**Collected data entries:**
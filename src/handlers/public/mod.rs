// handlers/public/mod.rs - Public handlers (no authentication required)
//
// Only token acquisition lives here. Everything else under /api goes
// through the JWT middleware.

pub mod token;
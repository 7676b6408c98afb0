use clap::Parser;
use silverpresta_api::cli::Cli;

#[tokio::main]
async fn main() -> anyhow::Result<()> {
    tracing_subscriber::fmt()
        .with_env_filter(tracing_subscriber::EnvFilter::from_default_env())
        .with_writer(std::io::stderr)
        .init();

    let cli = Cli::parse();

    if let Err(e) = silverpresta_api::cli::run(cli).await {
        match std::env::var("CLI_VERBOSE").as_deref() {
            Ok("true") | Ok("1") => eprintln!("Error: {e:?}"),
            _ => eprintln!("Error: {e}"),
        }
        std::process::exit(1);
    }

    Ok(())
}
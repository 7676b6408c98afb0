// handlers/mod.rs - Two-tier handler layout
//
// Public (no auth) → Protected (JWT auth)
pub mod protected; // /api/produits/*, /api/utilisateurs/*
pub mod public;    // /api/generatetoken
pub mod utils;
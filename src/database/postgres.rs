use async_trait::async_trait;
use sqlx::{postgres::PgArguments, FromRow, PgPool};
use uuid::Uuid;

use crate::database::manager::DatabaseError;
use crate::database::repository::{ProductRepository, UserRepository};
use crate::filter::{ProductFilter, SqlParam};
use crate::models::{Product, User};

const PRODUCT_TABLE: &str = "produits";
const PRODUCT_COLUMNS: &str = "id, nom, code, categorie, description, quantite, \
    seuil_reapprovisionnement, prix_vente, prix_achat, fournisseur, ajoute_par, \
    mis_a_jour_par, url_image, actif, tags, date_ajout, date_mise_a_jour";

const USER_TABLE: &str = "utilisateurs";
const USER_COLUMNS: &str = "id, nom, prenom, courriel, mot_de_passe, role, actif, date_creation";

/// Maps a unique-constraint violation (SQLSTATE 23505) to `Duplicate`,
/// naming the offending field.
fn map_unique_violation(error: sqlx::Error, field: &str) -> DatabaseError {
    if let sqlx::Error::Database(db) = &error {
        if db.code().as_deref() == Some("23505") {
            return DatabaseError::Duplicate(field.to_string());
        }
    }
    DatabaseError::Sqlx(error)
}

fn bind_param_query_as<'q, O>(
    q: sqlx::query::QueryAs<'q, sqlx::Postgres, O, PgArguments>,
    param: SqlParam,
) -> sqlx::query::QueryAs<'q, sqlx::Postgres, O, PgArguments>
where
    O: for<'r> FromRow<'r, sqlx::postgres::PgRow>,
{
    match param {
        SqlParam::Text(s) => q.bind(s),
        SqlParam::Bool(b) => q.bind(b),
        SqlParam::Int(i) => q.bind(i),
    }
}

fn expect_one_row(rows_affected: u64, what: &str, id: Uuid) -> Result<(), DatabaseError> {
    if rows_affected == 0 {
        return Err(DatabaseError::NotFound(format!("{} {}", what, id)));
    }
    Ok(())
}

pub struct PgProductRepository {
    pool: PgPool,
}

impl PgProductRepository {
    pub fn new(pool: PgPool) -> Self {
        Self { pool }
    }
}

#[async_trait]
impl ProductRepository for PgProductRepository {
    async fn get_one(&self, id: Uuid) -> Result<Option<Product>, DatabaseError> {
        let query = format!("SELECT {} FROM {} WHERE id = $1", PRODUCT_COLUMNS, PRODUCT_TABLE);
        let product = sqlx::query_as::<_, Product>(&query)
            .bind(id)
            .fetch_optional(&self.pool)
            .await?;
        Ok(product)
    }

    async fn get_all(&self) -> Result<Vec<Product>, DatabaseError> {
        self.get_with_filters(&ProductFilter::default()).await
    }

    async fn add(&self, product: &Product) -> Result<(), DatabaseError> {
        let query = format!(
            "INSERT INTO {} ({}) VALUES ($1, $2, $3, $4, $5, $6, $7, $8, $9, $10, $11, $12, $13, $14, $15, $16, $17)",
            PRODUCT_TABLE, PRODUCT_COLUMNS
        );
        sqlx::query(&query)
            .bind(product.id)
            .bind(&product.nom)
            .bind(&product.code)
            .bind(&product.categorie)
            .bind(&product.description)
            .bind(product.quantite)
            .bind(product.seuil_reapprovisionnement)
            .bind(product.prix_vente)
            .bind(product.prix_achat)
            .bind(&product.fournisseur)
            .bind(product.ajoute_par)
            .bind(product.mis_a_jour_par)
            .bind(&product.url_image)
            .bind(product.actif)
            .bind(&product.tags)
            .bind(product.date_ajout)
            .bind(product.date_mise_a_jour)
            .execute(&self.pool)
            .await
            .map_err(|e| map_unique_violation(e, "code"))?;
        Ok(())
    }

    async fn update(&self, product: &Product) -> Result<(), DatabaseError> {
        let query = format!(
            "UPDATE {} SET nom = $2, code = $3, categorie = $4, description = $5, quantite = $6, \
             seuil_reapprovisionnement = $7, prix_vente = $8, prix_achat = $9, fournisseur = $10, \
             mis_a_jour_par = $11, url_image = $12, actif = $13, tags = $14, date_mise_a_jour = $15 \
             WHERE id = $1",
            PRODUCT_TABLE
        );
        let result = sqlx::query(&query)
            .bind(product.id)
            .bind(&product.nom)
            .bind(&product.code)
            .bind(&product.categorie)
            .bind(&product.description)
            .bind(product.quantite)
            .bind(product.seuil_reapprovisionnement)
            .bind(product.prix_vente)
            .bind(product.prix_achat)
            .bind(&product.fournisseur)
            .bind(product.mis_a_jour_par)
            .bind(&product.url_image)
            .bind(product.actif)
            .bind(&product.tags)
            .bind(product.date_mise_a_jour)
            .execute(&self.pool)
            .await
            .map_err(|e| map_unique_violation(e, "code"))?;
        expect_one_row(result.rows_affected(), "produit", product.id)
    }

    async fn delete(&self, id: Uuid) -> Result<(), DatabaseError> {
        let query = format!("DELETE FROM {} WHERE id = $1", PRODUCT_TABLE);
        let result = sqlx::query(&query).bind(id).execute(&self.pool).await?;
        expect_one_row(result.rows_affected(), "produit", id)
    }

    async fn get_with_filters(&self, filter: &ProductFilter) -> Result<Vec<Product>, DatabaseError> {
        let sql = filter.to_sql(PRODUCT_TABLE, PRODUCT_COLUMNS);
        let mut q = sqlx::query_as::<_, Product>(&sql.query);
        for param in sql.params {
            q = bind_param_query_as(q, param);
        }
        let rows = q.fetch_all(&self.pool).await?;
        Ok(rows)
    }
}

pub struct PgUserRepository {
    pool: PgPool,
}

impl PgUserRepository {
    pub fn new(pool: PgPool) -> Self {
        Self { pool }
    }
}

#[async_trait]
impl UserRepository for PgUserRepository {
    async fn get_one(&self, id: Uuid) -> Result<Option<User>, DatabaseError> {
        let query = format!("SELECT {} FROM {} WHERE id = $1", USER_COLUMNS, USER_TABLE);
        let user = sqlx::query_as::<_, User>(&query)
            .bind(id)
            .fetch_optional(&self.pool)
            .await?;
        Ok(user)
    }

    async fn get_all(&self) -> Result<Vec<User>, DatabaseError> {
        let query = format!(
            "SELECT {} FROM {} ORDER BY date_creation, id",
            USER_COLUMNS, USER_TABLE
        );
        let users = sqlx::query_as::<_, User>(&query).fetch_all(&self.pool).await?;
        Ok(users)
    }

    async fn add(&self, user: &User) -> Result<(), DatabaseError> {
        let query = format!(
            "INSERT INTO {} ({}) VALUES ($1, $2, $3, $4, $5, $6, $7, $8)",
            USER_TABLE, USER_COLUMNS
        );
        sqlx::query(&query)
            .bind(user.id)
            .bind(&user.nom)
            .bind(&user.prenom)
            .bind(&user.courriel)
            .bind(&user.mot_de_passe)
            .bind(user.role.as_str())
            .bind(user.actif)
            .bind(user.date_creation)
            .execute(&self.pool)
            .await
            .map_err(|e| map_unique_violation(e, "courriel"))?;
        Ok(())
    }

    async fn update(&self, user: &User) -> Result<(), DatabaseError> {
        let query = format!(
            "UPDATE {} SET nom = $2, prenom = $3, courriel = $4, mot_de_passe = $5, role = $6, actif = $7 \
             WHERE id = $1",
            USER_TABLE
        );
        let result = sqlx::query(&query)
            .bind(user.id)
            .bind(&user.nom)
            .bind(&user.prenom)
            .bind(&user.courriel)
            .bind(&user.mot_de_passe)
            .bind(user.role.as_str())
            .bind(user.actif)
            .execute(&self.pool)
            .await
            .map_err(|e| map_unique_violation(e, "courriel"))?;
        expect_one_row(result.rows_affected(), "utilisateur", user.id)
    }

    async fn delete(&self, id: Uuid) -> Result<(), DatabaseError> {
        let query = format!("DELETE FROM {} WHERE id = $1", USER_TABLE);
        let result = sqlx::query(&query).bind(id).execute(&self.pool).await?;
        expect_one_row(result.rows_affected(), "utilisateur", id)
    }
}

**What to work on:** Copy task for the entries above: every line with the string "role".

**Solution for this exercise:**
const USER_COLUMNS: &str = "id, nom, prenom, courriel, mot_de_passe, role, actif, date_creation";
            .bind(user.role.as_str())
            "UPDATE {} SET nom = $2, prenom = $3, courriel = $4, mot_de_passe = $5, role = $6, actif = $7 \
            .bind(user.role.as_str())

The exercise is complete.